» **What is needed**
Below are records; reproduce exactly the lines from the first through the one containing "a curiosity, but".

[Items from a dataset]
%%
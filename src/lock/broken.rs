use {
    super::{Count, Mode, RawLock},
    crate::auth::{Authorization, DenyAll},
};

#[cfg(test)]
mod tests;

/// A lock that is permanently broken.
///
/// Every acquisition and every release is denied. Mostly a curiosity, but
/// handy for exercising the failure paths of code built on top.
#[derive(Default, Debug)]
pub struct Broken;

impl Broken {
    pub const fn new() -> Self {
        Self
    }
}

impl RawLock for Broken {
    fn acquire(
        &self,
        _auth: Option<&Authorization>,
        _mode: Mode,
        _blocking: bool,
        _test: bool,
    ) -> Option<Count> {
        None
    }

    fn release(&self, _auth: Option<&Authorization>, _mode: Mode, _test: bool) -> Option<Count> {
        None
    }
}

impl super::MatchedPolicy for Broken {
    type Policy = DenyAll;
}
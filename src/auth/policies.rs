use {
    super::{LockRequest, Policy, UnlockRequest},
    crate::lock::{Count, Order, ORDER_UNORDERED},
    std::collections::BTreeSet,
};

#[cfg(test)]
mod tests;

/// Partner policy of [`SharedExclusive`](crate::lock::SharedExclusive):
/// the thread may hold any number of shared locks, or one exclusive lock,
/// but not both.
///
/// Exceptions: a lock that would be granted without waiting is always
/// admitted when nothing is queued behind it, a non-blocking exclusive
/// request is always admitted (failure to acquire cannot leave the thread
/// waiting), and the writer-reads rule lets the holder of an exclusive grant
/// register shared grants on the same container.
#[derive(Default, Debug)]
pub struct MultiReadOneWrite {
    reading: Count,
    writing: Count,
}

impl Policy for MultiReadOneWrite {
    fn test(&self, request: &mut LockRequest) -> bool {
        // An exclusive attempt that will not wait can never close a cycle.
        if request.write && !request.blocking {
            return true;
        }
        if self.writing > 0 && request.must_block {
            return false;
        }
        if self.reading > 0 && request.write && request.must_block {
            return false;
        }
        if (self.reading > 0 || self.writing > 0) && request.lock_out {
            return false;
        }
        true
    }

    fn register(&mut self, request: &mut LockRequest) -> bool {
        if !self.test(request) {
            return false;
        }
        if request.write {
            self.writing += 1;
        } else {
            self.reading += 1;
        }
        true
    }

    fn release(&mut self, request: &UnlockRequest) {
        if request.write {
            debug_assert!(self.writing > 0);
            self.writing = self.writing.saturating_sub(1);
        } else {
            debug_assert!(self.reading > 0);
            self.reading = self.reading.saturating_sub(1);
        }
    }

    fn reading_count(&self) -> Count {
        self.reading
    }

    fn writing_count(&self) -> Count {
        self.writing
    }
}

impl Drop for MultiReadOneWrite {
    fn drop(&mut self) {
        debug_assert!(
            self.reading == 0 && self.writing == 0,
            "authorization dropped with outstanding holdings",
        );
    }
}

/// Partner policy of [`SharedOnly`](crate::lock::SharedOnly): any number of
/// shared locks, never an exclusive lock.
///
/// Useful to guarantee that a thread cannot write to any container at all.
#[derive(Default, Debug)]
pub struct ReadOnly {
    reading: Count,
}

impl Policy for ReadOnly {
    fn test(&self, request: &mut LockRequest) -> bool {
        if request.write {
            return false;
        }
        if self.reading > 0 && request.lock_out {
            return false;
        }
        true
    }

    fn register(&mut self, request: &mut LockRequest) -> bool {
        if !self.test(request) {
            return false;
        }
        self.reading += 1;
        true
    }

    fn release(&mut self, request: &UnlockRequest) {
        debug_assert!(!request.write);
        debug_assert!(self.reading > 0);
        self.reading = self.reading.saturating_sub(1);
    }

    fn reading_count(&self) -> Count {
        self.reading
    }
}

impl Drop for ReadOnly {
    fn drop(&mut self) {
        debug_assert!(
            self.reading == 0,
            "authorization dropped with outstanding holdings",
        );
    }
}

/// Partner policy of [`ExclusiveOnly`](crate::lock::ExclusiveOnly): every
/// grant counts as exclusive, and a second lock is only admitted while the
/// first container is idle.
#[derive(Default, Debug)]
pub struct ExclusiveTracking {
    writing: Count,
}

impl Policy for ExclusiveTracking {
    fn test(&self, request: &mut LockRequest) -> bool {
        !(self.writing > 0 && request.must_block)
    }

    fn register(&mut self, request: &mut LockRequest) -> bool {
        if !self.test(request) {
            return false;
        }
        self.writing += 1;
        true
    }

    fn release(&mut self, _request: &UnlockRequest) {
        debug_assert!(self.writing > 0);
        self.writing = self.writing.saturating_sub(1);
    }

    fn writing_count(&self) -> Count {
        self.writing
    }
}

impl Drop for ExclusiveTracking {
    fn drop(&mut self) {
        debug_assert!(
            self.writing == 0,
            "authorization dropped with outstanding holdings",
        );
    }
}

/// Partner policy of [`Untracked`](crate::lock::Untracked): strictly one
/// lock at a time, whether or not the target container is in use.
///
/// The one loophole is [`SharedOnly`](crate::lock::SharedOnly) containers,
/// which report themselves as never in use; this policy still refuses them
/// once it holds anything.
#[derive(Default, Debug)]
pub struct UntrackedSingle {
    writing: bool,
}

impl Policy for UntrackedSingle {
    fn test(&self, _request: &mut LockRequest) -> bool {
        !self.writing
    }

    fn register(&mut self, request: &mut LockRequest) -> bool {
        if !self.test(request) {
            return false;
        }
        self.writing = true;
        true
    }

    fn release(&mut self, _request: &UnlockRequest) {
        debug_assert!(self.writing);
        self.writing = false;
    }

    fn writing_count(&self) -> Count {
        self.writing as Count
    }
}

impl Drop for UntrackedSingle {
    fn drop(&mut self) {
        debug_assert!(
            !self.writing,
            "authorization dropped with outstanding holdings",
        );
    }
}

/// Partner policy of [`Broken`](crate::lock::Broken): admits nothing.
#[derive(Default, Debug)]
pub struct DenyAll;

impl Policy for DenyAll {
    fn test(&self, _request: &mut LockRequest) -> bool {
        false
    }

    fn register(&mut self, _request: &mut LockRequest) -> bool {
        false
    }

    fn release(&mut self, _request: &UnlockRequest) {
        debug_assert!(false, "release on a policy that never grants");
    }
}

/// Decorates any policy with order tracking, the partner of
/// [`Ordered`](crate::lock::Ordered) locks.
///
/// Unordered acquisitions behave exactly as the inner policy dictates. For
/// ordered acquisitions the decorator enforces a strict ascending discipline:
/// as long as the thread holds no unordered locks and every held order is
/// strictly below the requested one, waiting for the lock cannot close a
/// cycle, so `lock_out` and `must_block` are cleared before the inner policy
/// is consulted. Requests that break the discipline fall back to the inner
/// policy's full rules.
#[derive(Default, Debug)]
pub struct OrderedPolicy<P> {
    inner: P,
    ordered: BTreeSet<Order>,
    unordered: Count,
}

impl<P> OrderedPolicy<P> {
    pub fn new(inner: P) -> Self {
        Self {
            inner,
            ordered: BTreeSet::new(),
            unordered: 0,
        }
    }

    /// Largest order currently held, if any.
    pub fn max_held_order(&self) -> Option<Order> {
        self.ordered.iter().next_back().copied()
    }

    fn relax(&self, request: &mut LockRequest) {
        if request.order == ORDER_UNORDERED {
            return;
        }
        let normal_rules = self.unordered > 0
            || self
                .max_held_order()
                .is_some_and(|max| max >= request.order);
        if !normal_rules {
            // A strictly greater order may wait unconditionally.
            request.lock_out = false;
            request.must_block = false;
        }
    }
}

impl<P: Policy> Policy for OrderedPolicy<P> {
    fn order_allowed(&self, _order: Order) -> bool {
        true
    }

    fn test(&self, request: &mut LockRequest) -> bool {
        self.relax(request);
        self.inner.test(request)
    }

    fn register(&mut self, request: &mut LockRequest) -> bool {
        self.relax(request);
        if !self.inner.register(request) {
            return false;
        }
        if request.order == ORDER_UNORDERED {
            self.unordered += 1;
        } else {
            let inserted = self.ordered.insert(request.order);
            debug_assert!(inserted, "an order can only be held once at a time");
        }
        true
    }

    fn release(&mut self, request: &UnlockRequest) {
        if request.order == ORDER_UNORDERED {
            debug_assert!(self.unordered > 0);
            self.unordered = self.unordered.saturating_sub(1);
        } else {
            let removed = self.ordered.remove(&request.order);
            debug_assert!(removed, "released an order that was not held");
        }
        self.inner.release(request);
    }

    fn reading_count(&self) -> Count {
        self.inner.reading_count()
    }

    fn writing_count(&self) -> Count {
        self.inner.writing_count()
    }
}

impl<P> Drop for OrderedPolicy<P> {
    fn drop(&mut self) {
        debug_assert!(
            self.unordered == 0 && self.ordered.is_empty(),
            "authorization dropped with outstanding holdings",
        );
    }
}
%%
» **Answer space**
filename src/lock/broken.rs
use {
    super::{Count, Mode, RawLock},
    crate::auth::{Authorization, DenyAll},
};

#[cfg(test)]
mod tests;

/// A lock that is permanently broken.
///
/// Every acquisition and every release is denied. Mostly a curiosity, but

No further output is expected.